HLP - Question de réflexion (ou essai)

 Question de réflexion (ou essai)


L’esprit de l’exercice

            C’est la deuxième des deux questions, et quel que soit le versant auquel elle se rapporte (réflexion « littéraire » ou « philosophique ») elle reste avant tout une question de réflexion autour ou à partir du texte, non d’analyse du texte. Autrement dit, votre principal objectif, ici, est de montrer : 1) Que le texte est si intéressant qu’il donne à penser autour de lui ou après lui, 2) Que l’on peut prolonger sa lecture par une discussion qui peut être plus ou moins fidèle, plus ou moins opposée. Il faut bien comprendre ici que la grandeur d’un texte est qu’il suscite la discussion. Même si cette discussion se retourne contre lui. Dans cette discussion, en effet, vous aurez tout à fait le droit d’émettre un avis différent ou contraire au texte, à condition de : 1) Ne pas réfuter le texte (débattre n’est pas combattre), 2) De le faire avec respect et modestie (on n’émet une critique qu’après avoir donné la parole à l’autre, autrement dit il faut toujours commencer par les thèses de l’auteur avant d’en émettre d’autres), 3) De le faire de manière impersonnelle et constructive : il ne s’agit pas de « vous », de votre « avis », d’une « opinion » contre une autre, il s’agit d’un véritable débat, à la recherche d’une vérité ou d’une solution.

            La particularité de l’exercice de réflexion en HLP (par rapport à la dissertation en Philosophie) est de vous offrir un premier élément de dialogue : celui du texte.
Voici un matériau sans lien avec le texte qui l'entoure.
//! WebSocket handler for the live dashboard stream
//!
//! Each socket is registered in the room registry with an mpsc sink. A
//! writer task drains the sink into the socket, the reader handles the
//! client's room and monitoring requests.

use std::sync::Arc;

use axum::{
    extract::{
        Query, State, WebSocketUpgrade,
        ws::{Message, WebSocket},
    },
    response::Response,
};
use futures::{SinkExt, stream::StreamExt};
use tokio::sync::mpsc;
use tracing::{debug, info, warn};

use crate::api::{state::ApiState, types::StreamQuery};
use crate::realtime::{BroadcastMessage, ClientRequest, ConnectionId, ROOM_DASHBOARD};

/// WebSocket upgrade handler
///
/// GET /api/v1/ws?userId=
pub async fn websocket_handler(
    ws: WebSocketUpgrade,
    Query(query): Query<StreamQuery>,
    State(state): State<ApiState>,
) -> Response {
    ws.on_upgrade(move |socket| handle_websocket(socket, state, query.user_id))
}

/// Handle WebSocket connection
async fn handle_websocket(socket: WebSocket, state: ApiState, user_id: Option<String>) {
    let (mut sender, mut receiver) = socket.split();

    let (tx, mut rx) = mpsc::channel::<Arc<str>>(state.outbound_buffer);
    let registry = state.registry().clone();
    let id = registry.register(user_id.clone(), Arc::new(tx)).await;
    info!("WebSocket client connected as {id}");

    let mut send_task = tokio::spawn(async move {
        while let Some(text) = rx.recv().await {
            if sender.send(Message::Text(text.to_string())).await.is_err() {
                debug!("WebSocket send failed, client disconnected");
                break;
            }
        }
    });

    greet(&state, id, user_id).await;

    let recv_state = state.clone();
    let mut recv_task = tokio::spawn(async move {
        while let Some(Ok(msg)) = receiver.next().await {
            match msg {
                Message::Text(text) => handle_client_message(&recv_state, id, &text).await,
                Message::Close(_) => {
                    debug!("WebSocket close frame from {id}");
                    break;
                }
                _ => {}
            }
        }
    });

    // Wait for either task to finish
    tokio::select! {
        _ = &mut send_task => recv_task.abort(),
        _ = &mut recv_task => send_task.abort(),
    }

    registry.unregister(id).await;
    info!("WebSocket client {id} disconnected");
}

/// Connection announcement, auto-join of the dashboard room and the
/// initial status snapshot
async fn greet(state: &ApiState, id: ConnectionId, user_id: Option<String>) {
    reply(state, id, BroadcastMessage::connected(id, user_id)).await;

    if state.registry().join(id, ROOM_DASHBOARD).await {
        reply(state, id, BroadcastMessage::room_joined(ROOM_DASHBOARD)).await;
    }

    let snapshot = state.status_snapshot().await;
    reply(state, id, BroadcastMessage::initial_status(snapshot)).await;
}

async fn handle_client_message(state: &ApiState, id: ConnectionId, text: &str) {
    let request = match ClientRequest::parse(text) {
        Ok(request) => request,
        Err(e) => {
            debug!("rejecting message from {id}: {e}");
            reply(state, id, BroadcastMessage::invalid_request(e.to_string())).await;
            return;
        }
    };

    let registry = state.registry();
    match request {
        ClientRequest::JoinRoom { room } => {
            if registry.join(id, &room).await {
                reply(state, id, BroadcastMessage::room_joined(room)).await;
            }
        }

        ClientRequest::LeaveRoom { room } => {
            if registry.leave(id, &room).await {
                reply(state, id, BroadcastMessage::room_left(room)).await;
            }
        }

        ClientRequest::ManualMonitor => {
            let user = registry.user_of(id).await;
            let trigger = state.trigger.clone();
            let result = tokio::task::spawn_blocking(move || trigger.run_manual(user)).await;

            let failure = match result {
                Ok(Ok(outcome)) => {
                    debug!("manual run {} requested over {id}", outcome.task_id);
                    None
                }
                Ok(Err(e)) => Some(e.to_string()),
                Err(e) => Some(format!("trigger task failed: {e}")),
            };
            if let Some(message) = failure {
                warn!("manual run requested by {id} failed: {message}");
                reply(state, id, BroadcastMessage::trigger_failed(message)).await;
            }
        }

        ClientRequest::GetStatus => {
            let snapshot = state.status_snapshot().await;
            reply(state, id, BroadcastMessage::initial_status(snapshot)).await;
        }

        ClientRequest::Ping => reply(state, id, BroadcastMessage::pong()).await,
    }
}

async fn reply(state: &ApiState, id: ConnectionId, message: BroadcastMessage) {
    if let Err(e) = state.broadcaster.send_to(id, &message).await {
        debug!("reply to {id} dropped: {e}");
    }
}
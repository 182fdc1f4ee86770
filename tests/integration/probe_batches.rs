//! Bounded-parallel probe batches
//!
//! These tests verify that:
//! - Every requested device gets exactly one result
//! - Hanging checks become timeouts without failing the batch
//! - The concurrency bound is never exceeded

use std::sync::Arc;
use std::time::Duration;

use assert_matches::assert_matches;
use oob_monitor::{
    DeviceId, MonitorError, ProbeError,
    config::ProbeConfig,
    devices::MemoryDeviceRegistry,
    probe::{ConnectivityProbe, NetworkProber, ProbeTarget, RawDeviceId},
};

use crate::helpers::*;

#[tokio::test]
async fn test_batch_with_hanging_devices_reports_timeouts() {
    let prober = Arc::new(ScriptedProber::with_delay(Duration::from_millis(20)));
    prober.hang([7, 19, 33]);
    let probe = create_test_probe(45, prober.clone());

    let report = probe.batch_check(None, 20).await.unwrap();

    assert_eq!(report.total, 45);
    assert_eq!(report.online, 42);
    assert_eq!(report.offline, 3);
    assert_eq!(report.results.len(), 45);

    let by_device = report.by_device();
    for id in [7, 19, 33] {
        let result = by_device[&DeviceId(id)];
        assert!(!result.online);
        assert_matches!(result.error, Some(ProbeError::Timeout { after_ms: 250 }));
    }

    assert!(prober.high_water_mark() <= 20);
    assert!(prober.high_water_mark() > 1);
}

#[tokio::test]
async fn test_concurrency_bound_of_one_is_sequential() {
    let prober = Arc::new(ScriptedProber::with_delay(Duration::from_millis(5)));
    let probe = create_test_probe(6, prober.clone());

    let report = probe.batch_check(None, 1).await.unwrap();

    assert_eq!(report.online, 6);
    assert_eq!(prober.high_water_mark(), 1);
}

#[tokio::test]
async fn test_requested_ids_are_canonicalized_and_deduplicated() {
    let prober = Arc::new(ScriptedProber::default());
    prober.take_down([3]);
    let probe = create_test_probe(5, prober.clone());

    let ids: Vec<RawDeviceId> = vec![1.into(), "1".into(), " 3 ".into(), 404.into()];
    let report = probe.batch_check(Some(&ids), 5).await.unwrap();

    assert_eq!(report.total, 3);
    assert_eq!(report.online, 1);
    assert_eq!(prober.calls(), 2);

    let by_device = report.by_device();
    assert_matches!(by_device[&DeviceId(3)].error, Some(ProbeError::Failure(_)));
    assert_matches!(by_device[&DeviceId(404)].error, Some(ProbeError::NotFound));
}

#[tokio::test]
async fn test_malformed_id_rejects_whole_batch() {
    let prober = Arc::new(ScriptedProber::default());
    let probe = create_test_probe(5, prober.clone());

    let ids: Vec<RawDeviceId> = vec![1.into(), "node-2".into()];
    let result = probe.batch_check(Some(&ids), 5).await;

    assert_matches!(result, Err(MonitorError::InvalidInput(_)));
    assert_eq!(prober.calls(), 0);
}

#[tokio::test]
async fn test_out_of_band_target_probes_management_address() {
    let mut device = create_test_device(1);
    device.oob_ip = None;
    let registry = Arc::new(MemoryDeviceRegistry::new([device, create_test_device(2)]));
    let config = ProbeConfig {
        target: ProbeTarget::OutOfBand,
        ..ProbeConfig::default()
    };
    let probe = ConnectivityProbe::new(registry, Arc::new(ScriptedProber::default()), &config);

    let report = probe.check_all().await.unwrap();

    let by_device = report.by_device();
    assert_matches!(
        by_device[&DeviceId(1)].error,
        Some(ProbeError::MissingAddress(_))
    );
    assert!(by_device[&DeviceId(2)].online);
    assert_eq!(
        by_device[&DeviceId(2)].address,
        create_test_device(2).oob_ip
    );
}

#[cfg(unix)]
#[tokio::test]
async fn test_open_port_found_when_ping_stalls() {
    use std::os::unix::fs::PermissionsExt;

    // a ping that never answers, like a host dropping ICMP
    let dir = tempfile::tempdir().unwrap();
    let ping = dir.path().join("ping");
    std::fs::write(&ping, "#!/bin/sh\nexec sleep 30\n").unwrap();
    std::fs::set_permissions(&ping, std::fs::Permissions::from_mode(0o755)).unwrap();

    let listener = tokio::net::TcpListener::bind("127.0.0.1:0").await.unwrap();
    let port = listener.local_addr().unwrap().port();

    let config = ProbeConfig {
        timeout_secs: 3,
        ping_timeout_secs: 1,
        port_timeout_secs: 1,
        ..ProbeConfig::default()
    };
    let prober = NetworkProber::new(
        Duration::from_secs(config.ping_timeout_secs),
        Duration::from_secs(config.port_timeout_secs),
    )
    .with_ping_program(ping.as_os_str())
    .with_ports(vec![port]);

    let mut device = create_test_device(1);
    device.business_ip = Some("127.0.0.1".parse().unwrap());
    let registry = Arc::new(MemoryDeviceRegistry::new([device]));
    let probe = ConnectivityProbe::new(registry, Arc::new(prober), &config);

    let report = probe.check_all().await.unwrap();

    let result = &report.results[0];
    assert!(result.online, "unexpected error: {:?}", result.error);
    assert_eq!(result.method.as_deref(), Some(format!("tcp_port_{port}").as_str()));
    assert_eq!(result.error, None);
}
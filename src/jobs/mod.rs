//! Monitoring job submission and tracking
//!
//! A trigger never runs monitoring itself. It hands a named job to a
//! [`TaskQueue`] and gets a [`JobHandle`] back; whoever drains the queue
//! reports progress through the same handle, which callers can look up
//! later via [`JobStatusLookup`].

pub mod queue;
pub mod trigger;

use std::fmt;

use chrono::{DateTime, Utc};
use serde::{Deserialize, Serialize};
use uuid::Uuid;

use crate::MonitorResult;

pub use queue::{JobStore, LocalTaskQueue, QueuedJob};
pub use trigger::{JobTrigger, RunRecord, RunState, TriggerOutcome};

/// Identifier handed out on submission
#[derive(Debug, Clone, Copy, PartialEq, Eq, Hash, Serialize, Deserialize)]
#[serde(transparent)]
pub struct JobId(pub Uuid);

impl JobId {
    pub fn new() -> Self {
        Self(Uuid::new_v4())
    }
}

impl Default for JobId {
    fn default() -> Self {
        Self::new()
    }
}

impl fmt::Display for JobId {
    fn fmt(&self, f: &mut fmt::Formatter<'_>) -> fmt::Result {
        self.0.fmt(f)
    }
}

impl std::str::FromStr for JobId {
    type Err = uuid::Error;

    fn from_str(s: &str) -> Result<Self, Self::Err> {
        Uuid::parse_str(s).map(Self)
    }
}

#[derive(Debug, Clone, Copy, PartialEq, Eq, Serialize, Deserialize)]
#[serde(rename_all = "lowercase")]
pub enum JobStatus {
    Queued,
    Running,
    Completed,
    Failed,
}

impl JobStatus {
    pub fn is_finished(&self) -> bool {
        matches!(self, JobStatus::Completed | JobStatus::Failed)
    }
}

/// A submitted job as seen by its submitter
#[derive(Debug, Clone, PartialEq, Serialize)]
pub struct JobHandle {
    pub id: JobId,
    pub job_name: String,
    pub status: JobStatus,
    pub submitted_at: DateTime<Utc>,
    pub finished_at: Option<DateTime<Utc>>,
    pub error: Option<String>,
}

impl JobHandle {
    pub fn queued(job_name: impl Into<String>) -> Self {
        Self {
            id: JobId::new(),
            job_name: job_name.into(),
            status: JobStatus::Queued,
            submitted_at: Utc::now(),
            finished_at: None,
            error: None,
        }
    }
}

/// How a run was started
#[derive(Debug, Clone, Copy, PartialEq, Eq, Serialize, Deserialize)]
#[serde(rename_all = "lowercase")]
pub enum TriggerType {
    Scheduled,
    Manual,
}

impl fmt::Display for TriggerType {
    fn fmt(&self, f: &mut fmt::Formatter<'_>) -> fmt::Result {
        match self {
            TriggerType::Scheduled => write!(f, "scheduled"),
            TriggerType::Manual => write!(f, "manual"),
        }
    }
}

/// Arguments the scheduling collaborator passes on each tick
#[derive(Debug, Clone, Default, PartialEq, Eq, Deserialize)]
pub struct JobArgs {
    /// Submit this job instead of the trigger's default
    pub job_name: Option<String>,
}

/// Fire-and-forget submission of a named job
///
/// Submission is synchronous: triggers call it from plain threads.
pub trait TaskQueue: Send + Sync {
    fn submit(&self, job_name: &str) -> MonitorResult<JobHandle>;
}

/// Status of previously submitted jobs
pub trait JobStatusLookup: Send + Sync {
    fn status(&self, id: &JobId) -> Option<JobHandle>;
}
//! Connectivity endpoints backed by the probe and the stats cache

use std::net::IpAddr;
use std::sync::Arc;

use axum::{
    Json,
    extract::{Query, State},
};
use tracing::debug;

use crate::api::{
    error::{ApiError, ApiResult},
    state::ApiState,
    types::{
        BatchCheckQuery, BatchCheckRequest, CacheStatusResponse, CheckIpRequest, RefreshQuery,
        StatisticsQuery,
    },
};
use crate::cache::AggregateStats;
use crate::probe::{AddressReport, BatchReport};

/// GET /api/v1/connectivity/statistics
///
/// Serves the cached snapshot unless `useCache=false`.
pub async fn get_statistics(
    State(state): State<ApiState>,
    Query(query): Query<StatisticsQuery>,
) -> ApiResult<Json<Arc<AggregateStats>>> {
    let ttl = query
        .cache_ttl_minutes
        .unwrap_or(state.default_ttl_minutes);
    let stats = state
        .cache
        .get_statistics(query.use_cache.unwrap_or(true), ttl)
        .await?;
    Ok(Json(stats))
}

/// POST /api/v1/connectivity/batch-check
pub async fn batch_check(
    State(state): State<ApiState>,
    Query(query): Query<BatchCheckQuery>,
    Json(body): Json<BatchCheckRequest>,
) -> ApiResult<Json<BatchReport>> {
    let probe = state.cache.probe();
    let max_concurrent = query
        .max_concurrent
        .unwrap_or_else(|| probe.default_max_concurrent());

    let report = probe
        .batch_check(body.device_ids.as_deref(), max_concurrent)
        .await?;
    debug!(
        "batch check: {}/{} online in {}ms",
        report.online, report.total, report.duration_ms
    );
    Ok(Json(report))
}

/// POST /api/v1/connectivity/refresh-cache
pub async fn refresh_cache(
    State(state): State<ApiState>,
    Query(query): Query<RefreshQuery>,
) -> ApiResult<Json<Arc<AggregateStats>>> {
    let ttl = query
        .cache_ttl_minutes
        .unwrap_or(state.default_ttl_minutes);
    Ok(Json(state.cache.refresh(ttl).await?))
}

/// POST /api/v1/connectivity/clear-cache
pub async fn clear_cache(State(state): State<ApiState>) -> Json<CacheStatusResponse> {
    state.cache.invalidate().await;
    Json(CacheStatusResponse {
        message: "connectivity cache cleared".to_string(),
        cache: state.cache.stats().await,
    })
}

/// POST /api/v1/connectivity/check-ip
///
/// Checks an address that need not belong to the inventory.
pub async fn check_ip(
    State(state): State<ApiState>,
    Json(body): Json<CheckIpRequest>,
) -> ApiResult<Json<AddressReport>> {
    let address: IpAddr = body.business_ip.trim().parse().map_err(|_| {
        ApiError::InvalidRequest(format!("'{}' is not an IP address", body.business_ip))
    })?;
    Ok(Json(state.cache.probe().check_address(address).await))
}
Ici, vous êtes certes plus libres que dans la « question d’interprétation » : il faut bien se détacher, à un moment donné, du propos de l’auteur. Mais il existe. Vous pouvez le rappeler et vous en servir comme une espèce de centre de gravité, un pôle auquel votre copie pourra revenir. Si par exemple le texte est un texte de Montaigne au sujet des animaux et de la différence avec l’homme, vous aurez tout le loisir de prolonger la thèse de Montaigne, soit en vous en démarquant (en disant le contraire), soit en la soutenant (mais en lui apportant d’autres arguments, d’autres exemples, etc.). N’oubliez pas néanmoins ceci : que vous quittiez ou non le propos de l’auteur, c’est grâce à lui que vous le quittez. Un adversaire n’est pas un ennemi : il faut rendre justice à un auteur qui pense différemment que vous.

La méthode

            Dans l’ensemble, elle consiste d’abord à introduire son propos (1), puis à énoncer son propos (2), enfin à le clore (3). Remarquez qu’il s’agit de mimer à l’écrit un débat qui aurait lieu à l’oral : on se présente, on se salut (1), on discute et l’on débat (2), enfin l’on se quitte et l’on se dit à une prochaine fois (3) ! Ayez bien en tête cet idéal de clarté.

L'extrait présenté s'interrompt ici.